QUARTZITIC SANDSTONES IN THE NAMURIAN AND LOWER WESTPHALIAN SUCCESSION OF THE SOUTHERN NORTH SEA: A NEW HIGH-PERMEABILITY CARBONIFEROUS RESERVOIR TYPE

G. A. Blackbourn1* and J. D. Collinson2

1 Blackbourn Geoconsulting, 26 East Pier Street, Bo’ness, West Lothian, EH51 9AB, United Kingdom.

2 29 Geneva Drive, Newcastle-under-Lyme, Staffordshire, ST5 2QQ, United Kingdom.

* Corresponding author: graham@blackbourn.co.uk

Most of the potential sandstone reservoirs within the Namurian and lower Westphalian succession of the Southern North Sea Basin are originally feldspathic sands in which the feldspar has mainly been altered to microporous kaolinite clays. The sandstones provide a moderate porosity (typically 8-15%, depending mainly on grain size), but permeability is severely limited owing to the microporous nature of much of the porosity. Permeability is typically 1 mD or less, rising to a few tens of millidarcies in occasional coarse- and very coarse-grained sands. Predicting the presence of higher-permeability reservoir zones is therefore a critical exploration problem in these successions.

Quartzitic sands have been discovered in places, especially for example in the Trent field (block 43/24), where physical reworking of sands during the transgressions that preceded the deposition of marine bands removed much of the feldspar, so that less clay was formed during burial diagenesis. Although these sandstones display moderately elevated permeabilities, commonly several to several tens of millidarcies, they are usually fine-grained, which limits their reservoir potential.

A particular type of quartzitic sandstone reservoir has been identified quite widely within the Namurian and lower Westphalian succession of the Southern North Sea. This type is indistinguishable in terms of sedimentology and inferred detrital composition from the originally feldspathic facies which now form the widespread kaolinite-rich, low-permeability sandstones. However, it has a very low kaolinite content (commonly 1-2%, compared with a more usual 5-20%) so that these sandstones display permeabilities of the order of several hundred millidarcies.

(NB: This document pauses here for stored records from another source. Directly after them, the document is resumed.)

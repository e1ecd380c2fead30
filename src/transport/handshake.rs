//! C3 — protocol negotiation: the `TcpConnectionHeader`/`TcpConnectionHeaderResponse` exchange
//! followed by the subscription connection options payload.

use std::time::Duration;

use serde::{Deserialize, Serialize};
use tokio::io::{AsyncReadExt, AsyncWriteExt};
use tracing::debug;

use crate::defaults::{OUT_OF_RANGE_STATUS, SUBSCRIPTION_TCP_VERSION};
use crate::error::SubscriptionWorkerError;
use crate::messages::ClientMessage;
use crate::options::SubscriptionOptions;
use crate::transport::io_stream::IoStream;
use crate::wire_duration;

#[derive(Debug, Serialize)]
#[serde(rename_all = "PascalCase")]
struct TcpConnectionHeader<'a> {
    operation: &'static str,
    database_name: &'a str,
    operation_version: i32,
    #[serde(skip_serializing_if = "Option::is_none")]
    destination_node_tag: Option<&'a str>,
    #[serde(skip_serializing_if = "Option::is_none")]
    destination_url: Option<&'a str>,
}

#[derive(Debug, Clone, Copy, PartialEq, Eq, Deserialize)]
enum TcpConnectionStatus {
    Ok,
    AuthorizationFailed,
    TcpVersionMismatch,
}

#[derive(Debug, Deserialize)]
#[serde(rename_all = "PascalCase")]
struct TcpConnectionHeaderResponse {
    status: TcpConnectionStatus,
    version: i32,
    #[serde(default)]
    message: Option<String>,
}

#[derive(Debug, Serialize)]
#[serde(rename_all = "PascalCase")]
struct WireSubscriptionConnectionOptions<'a> {
    subscription_name: &'a str,
    #[serde(with = "wire_duration")]
    time_to_wait_before_connection_retry: Duration,
    ignore_subscriber_errors: bool,
    strategy: crate::options::SubscriptionOpeningStrategy,
    max_docs_per_batch: u32,
    #[serde(with = "wire_duration")]
    max_erroneous_period: Duration,
    close_when_no_docs_left: bool,
}

/// The outcome of a successful negotiation: the agreed protocol version, kept around for
/// diagnostics (section 4.3: "supported_features").
#[derive(Debug, Clone, Copy)]
pub struct NegotiatedProtocol {
    pub version: i32,
}

/// Run the handshake and subscription-options exchange against a freshly connected `stream`.
///
/// `destination_node_tag` is set when this connection is being retried against a node named by a
/// prior `Redirect`.
pub async fn negotiate(
    stream: &mut IoStream,
    database: &str,
    options: &SubscriptionOptions,
    destination_node_tag: Option<&str>,
) -> Result<NegotiatedProtocol, SubscriptionWorkerError> {
    let header = TcpConnectionHeader {
        operation: "Subscription",
        database_name: database,
        operation_version: SUBSCRIPTION_TCP_VERSION,
        destination_node_tag,
        destination_url: None,
    };
    write_json(stream, &header).await?;

    let response: TcpConnectionHeaderResponse = read_json(stream).await?;
    let version = match response.status {
        TcpConnectionStatus::Ok => response.version,
        TcpConnectionStatus::AuthorizationFailed => {
            return Err(SubscriptionWorkerError::Authorization(
                response
                    .message
                    .unwrap_or_else(|| "authorization failed".to_string()),
            ));
        }
        TcpConnectionStatus::TcpVersionMismatch if response.version == OUT_OF_RANGE_STATUS => {
            write_json(
                stream,
                &ClientMessage::Drop {
                    database: database.to_string(),
                    operation_version: SUBSCRIPTION_TCP_VERSION,
                    info: "client protocol version not supported by server".to_string(),
                },
            )
            .await
            .ok();
            return Err(SubscriptionWorkerError::InvalidOperation(
                "server does not support any protocol version known to this client".to_string(),
            ));
        }
        TcpConnectionStatus::TcpVersionMismatch => response.version,
    };

    if version <= 0 {
        return Err(SubscriptionWorkerError::InvalidOperation(format!(
            "negotiated protocol version {version} is not usable"
        )));
    }
    debug!(negotiated_version = version, "subscription handshake complete");

    let wire_options = WireSubscriptionConnectionOptions {
        subscription_name: &options.subscription_name,
        time_to_wait_before_connection_retry: options.time_to_wait_before_connection_retry,
        ignore_subscriber_errors: options.ignore_subscriber_errors,
        strategy: options.strategy,
        max_docs_per_batch: options.max_docs_per_batch,
        max_erroneous_period: options.max_erroneous_period,
        close_when_no_docs_left: options.close_when_no_docs_left,
    };
    write_json(stream, &wire_options).await?;

    Ok(NegotiatedProtocol { version })
}

async fn write_json(
    stream: &mut IoStream,
    value: &impl Serialize,
) -> Result<(), SubscriptionWorkerError> {
    let bytes = serde_json::to_vec(value)?;
    stream.write_all(&bytes).await?;
    stream.flush().await?;
    Ok(())
}

/// Read a single, complete JSON object from `stream`, byte by byte, tracking brace nesting — used
/// only for the two handshake responses, which precede the steady-state framed stream in
/// [`crate::framed`].
async fn read_json<T: for<'de> Deserialize<'de>>(
    stream: &mut IoStream,
) -> Result<T, SubscriptionWorkerError> {
    let mut buffer = Vec::new();
    let mut depth = 0usize;
    let mut in_string = false;
    let mut escaped = false;
    let mut started = false;

    loop {
        let mut byte = [0u8; 1];
        let n = stream.read(&mut byte).await?;
        if n == 0 {
            return Err(SubscriptionWorkerError::StreamEnded);
        }
        let byte = byte[0];
        buffer.push(byte);

        if in_string {
            if escaped {
                escaped = false;
            } else if byte == b'\\' {
                escaped = true;
            } else if byte == b'"' {
                in_string = false;
            }
            continue;
        }

        match byte {
            b'"' => in_string = true,
            b'{' => {
                depth += 1;
                started = true;
            }
            b'}' => {
                depth = depth.saturating_sub(1);
                if started && depth == 0 {
                    break;
                }
            }
            _ => {}
        }
    }

    serde_json::from_slice(&buffer).map_err(SubscriptionWorkerError::from)
}
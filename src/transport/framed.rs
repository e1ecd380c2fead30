//! C2 — the steady-state message stream: a lazy, backpressure-aware parser over the same
//! brace-depth state machine the handshake uses for its one-shot reads, but retained across
//! calls so a frame split across TCP segments is reassembled without re-reading from scratch.

use tokio::io::{AsyncRead, AsyncReadExt, AsyncWrite, AsyncWriteExt};

use crate::error::SubscriptionWorkerError;
use crate::messages::{ClientMessage, WireServerMessage};

/// Parses a stream of concatenated JSON objects into [`WireServerMessage`] frames.
///
/// Reads happen only when [`FramedMessageStream::next_message`] is called — nothing is buffered
/// ahead of what's been asked for, so a subscriber that is slow to drain batches leaves bytes
/// sitting in the kernel socket buffer rather than growing an unbounded in-process queue.
pub struct FramedMessageStream<S> {
    stream: S,
    buffer: Vec<u8>,
    scanned: usize,
    depth: usize,
    in_string: bool,
    escaped: bool,
    started: bool,
}

impl<S: AsyncRead + Unpin> FramedMessageStream<S> {
    pub fn new(stream: S) -> Self {
        FramedMessageStream {
            stream,
            buffer: Vec::new(),
            scanned: 0,
            depth: 0,
            in_string: false,
            escaped: false,
            started: false,
        }
    }

    pub fn into_inner(self) -> S {
        self.stream
    }

    /// Read and parse the next frame, blocking only on socket I/O. Returns `Ok(None)` when the
    /// peer closed the connection cleanly between frames (section 4.2: disposal during a pending
    /// read resolves to `null`, not an error).
    pub async fn next_message(
        &mut self,
    ) -> Result<Option<WireServerMessage>, SubscriptionWorkerError> {
        loop {
            if let Some(object) = self.take_complete_object() {
                let message = serde_json::from_slice(&object)?;
                return Ok(Some(message));
            }

            let mut chunk = [0u8; 8192];
            let n = self.stream.read(&mut chunk).await?;
            if n == 0 {
                return if self.buffer.is_empty() {
                    Ok(None)
                } else {
                    Err(SubscriptionWorkerError::StreamEnded)
                };
            }
            self.buffer.extend_from_slice(&chunk[..n]);
        }
    }

    /// Scan newly arrived bytes for a complete top-level object, draining it (and only it) out
    /// of `buffer` when found. `scanned` persists across calls so a partial frame isn't
    /// re-walked from byte zero on every `next_message`.
    fn take_complete_object(&mut self) -> Option<Vec<u8>> {
        while self.scanned < self.buffer.len() {
            let byte = self.buffer[self.scanned];
            self.scanned += 1;

            if self.in_string {
                if self.escaped {
                    self.escaped = false;
                } else if byte == b'\\' {
                    self.escaped = true;
                } else if byte == b'"' {
                    self.in_string = false;
                }
                continue;
            }

            match byte {
                b'"' => self.in_string = true,
                b'{' => {
                    self.depth += 1;
                    self.started = true;
                }
                b'}' => {
                    self.depth = self.depth.saturating_sub(1);
                    if self.started && self.depth == 0 {
                        let object: Vec<u8> = self.buffer.drain(..self.scanned).collect();
                        self.scanned = 0;
                        self.started = false;
                        return Some(object);
                    }
                }
                _ => {}
            }
        }
        None
    }
}

impl<S: AsyncWrite + Unpin> FramedMessageStream<S> {
    /// Send a client message (an `Acknowledge` or a `Drop`) on the same socket this stream reads
    /// from.
    pub async fn send(&mut self, message: &ClientMessage) -> Result<(), SubscriptionWorkerError> {
        let bytes = serde_json::to_vec(message)?;
        self.stream.write_all(&bytes).await?;
        self.stream.flush().await?;
        Ok(())
    }
}

#[cfg(test)]
mod tests {
    use super::*;
    use tokio::io::{AsyncWriteExt, DuplexStream};

    async fn pair() -> (DuplexStream, DuplexStream) {
        tokio::io::duplex(256)
    }

    #[tokio::test]
    async fn parses_frames_split_across_reads() {
        let (mut writer, reader) = pair().await;
        let mut stream = FramedMessageStream::new(reader);

        tokio::spawn(async move {
            writer.write_all(br#"{"Type":"EndOf"#).await.unwrap();
            writer.write_all(br#"Batch"}{"Type":"Confirm"}"#).await.unwrap();
        });

        let first = stream.next_message().await.unwrap().unwrap();
        assert!(matches!(first, WireServerMessage::EndOfBatch));
        let second = stream.next_message().await.unwrap().unwrap();
        assert!(matches!(second, WireServerMessage::Confirm));
    }

    #[tokio::test]
    async fn clean_close_between_frames_yields_none() {
        let (writer, reader) = pair().await;
        let mut stream = FramedMessageStream::new(reader);
        drop(writer);
        assert!(stream.next_message().await.unwrap().is_none());
    }

    #[tokio::test]
    async fn close_mid_frame_is_an_error() {
        let (mut writer, reader) = pair().await;
        let mut stream = FramedMessageStream::new(reader);
        writer.write_all(br#"{"Type":"Confirm""#).await.unwrap();
        drop(writer);
        assert!(stream.next_message().await.is_err());
    }
}
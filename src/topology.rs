//! The topology client: an external collaborator, owned by reference, that resolves a node tag
//! to a TCP endpoint and enumerates the cluster's current membership.
//!
//! This crate treats it as a black box (section 1, out of scope); only the interface the worker
//! needs is specified here.

use async_trait::async_trait;
use tokio_rustls::rustls::Certificate;
use url::Url;

use crate::error::SubscriptionWorkerError;

/// A cluster member, as returned by the topology client.
#[derive(Debug, Clone)]
pub struct TopologyNode {
    pub cluster_tag: String,
    pub url: Url,
    pub certificate: Option<Certificate>,
}

/// The result of resolving a node tag (or an explicit chosen node) to a TCP endpoint.
#[derive(Debug, Clone)]
pub struct TcpConnectionInfo {
    pub url: Url,
    pub certificate: Option<Certificate>,
    pub requested_node: String,
}

/// Read-only access to cluster topology, shared by reference between the worker and whatever
/// else in the client library also needs it; the worker never tears this down.
#[async_trait]
pub trait TopologyClient: Send + Sync {
    /// Resolve the TCP endpoint to open a subscription connection against. `chosen_node`, when
    /// set, pins the lookup to a specific node tag (used after a redirect); otherwise the
    /// topology client is free to pick one.
    async fn get_tcp_info(
        &self,
        chosen_node: Option<&str>,
    ) -> Result<TcpConnectionInfo, SubscriptionWorkerError>;

    /// The current set of known cluster members.
    async fn get_topology_nodes(&self) -> Result<Vec<TopologyNode>, SubscriptionWorkerError>;

    /// Look up a node by its tag, as used when a `Redirect` names a node the worker must now
    /// connect to.
    async fn find_node(
        &self,
        tag: &str,
    ) -> Result<Option<TopologyNode>, SubscriptionWorkerError> {
        Ok(self
            .get_topology_nodes()
            .await?
            .into_iter()
            .find(|node| node.cluster_tag == tag))
    }
}
//! A socket that is either plain TCP or TLS-over-TCP, unified behind one `AsyncRead`/`AsyncWrite`
//! type so the rest of the worker need not know which it got.

use std::pin::Pin;
use std::task::{Context, Poll};

use tokio::io::{AsyncRead, AsyncWrite, ReadBuf};
use tokio::net::TcpStream;
use tokio_rustls::client::TlsStream;

pub enum IoStream {
    Tcp(TcpStream),
    Tls(Box<TlsStream<TcpStream>>),
}

impl IoStream {
    pub(crate) fn set_nodelay(&self, nodelay: bool) -> std::io::Result<()> {
        match self {
            IoStream::Tcp(stream) => stream.set_nodelay(nodelay),
            IoStream::Tls(stream) => stream.get_ref().0.set_nodelay(nodelay),
        }
    }
}

impl AsyncRead for IoStream {
    fn poll_read(
        self: Pin<&mut Self>,
        cx: &mut Context<'_>,
        buf: &mut ReadBuf<'_>,
    ) -> Poll<std::io::Result<()>> {
        match self.get_mut() {
            IoStream::Tcp(stream) => Pin::new(stream).poll_read(cx, buf),
            IoStream::Tls(stream) => Pin::new(stream).poll_read(cx, buf),
        }
    }
}

impl AsyncWrite for IoStream {
    fn poll_write(
        self: Pin<&mut Self>,
        cx: &mut Context<'_>,
        buf: &[u8],
    ) -> Poll<std::io::Result<usize>> {
        match self.get_mut() {
            IoStream::Tcp(stream) => Pin::new(stream).poll_write(cx, buf),
            IoStream::Tls(stream) => Pin::new(stream).poll_write(cx, buf),
        }
    }

    fn poll_flush(self: Pin<&mut Self>, cx: &mut Context<'_>) -> Poll<std::io::Result<()>> {
        match self.get_mut() {
            IoStream::Tcp(stream) => Pin::new(stream).poll_flush(cx),
            IoStream::Tls(stream) => Pin::new(stream).poll_flush(cx),
        }
    }

    fn poll_shutdown(self: Pin<&mut Self>, cx: &mut Context<'_>) -> Poll<std::io::Result<()>> {
        match self.get_mut() {
            IoStream::Tcp(stream) => Pin::new(stream).poll_shutdown(cx),
            IoStream::Tls(stream) => Pin::new(stream).poll_shutdown(cx),
        }
    }
}

impl From<TcpStream> for IoStream {
    fn from(stream: TcpStream) -> Self {
        IoStream::Tcp(stream)
    }
}

impl From<TlsStream<TcpStream>> for IoStream {
    fn from(stream: TlsStream<TcpStream>) -> Self {
        IoStream::Tls(Box::new(stream))
    }
}
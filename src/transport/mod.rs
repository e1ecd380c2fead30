//! Transport-level building blocks: opening a socket, negotiating the protocol version, and
//! parsing the steady-state frame stream that follows.

pub mod connect;
pub mod framed;
pub mod handshake;
pub mod io_stream;
pub mod pem;

pub use connect::connect;
pub use framed::FramedMessageStream;
pub use handshake::{negotiate, NegotiatedProtocol};
pub use io_stream::IoStream;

Wireline log data from nineteen wells within UK Quadrants 43 and 44 have been examined, and all relevant core logged in order to compare the depositional settings of the quartzitic and non-quartzitic sandstones. Existing data from over 500 petrographic thin sections from the area have been reviewed and 78 new thin sections analysed to determine the petrographic controls on reservoir quality in both sandstone types. The diagenetic histories of each type have been interpreted. The dissolution of feldspars during diagenesis of the quartzitic sandstones, without a substantial residue of kaolinite or other aluminium-rich mineral, is attributed to the mobilisation of aluminium within organic complexes. This is thought to require the presence of certain organic acids.

Geochemical modelling suggests that such acids would have been produced in large volumes from the underlying Viséan and lower Namurian basinal mudstones during the late Namurian and Westphalian, prior to Variscan uplift. It is proposed that these fluids cut up-section into the Namurian along synsedimentary or tectonic faults and then moved along sandstone beds below thick mudstone intervals. They were thus responsible for “cleaning up” the feldspathic sands to create high-permeability reservoirs. The probable lateral and vertical distribution of these “cleaned-up” reservoirs within the succession has been examined, and an attempt made to correlate them between wells. Their recognition provides a more focussed exploration target within the Carboniferous of the southern North Sea, and emphasises the potential for diagenesis to enhance reservoir quality in hydrocarbon basins worldwide.

Key words: Southern North Sea, Carboniferous, reservoir geology, petrography, diagenesis, basin modelling, quartzitic sandstones.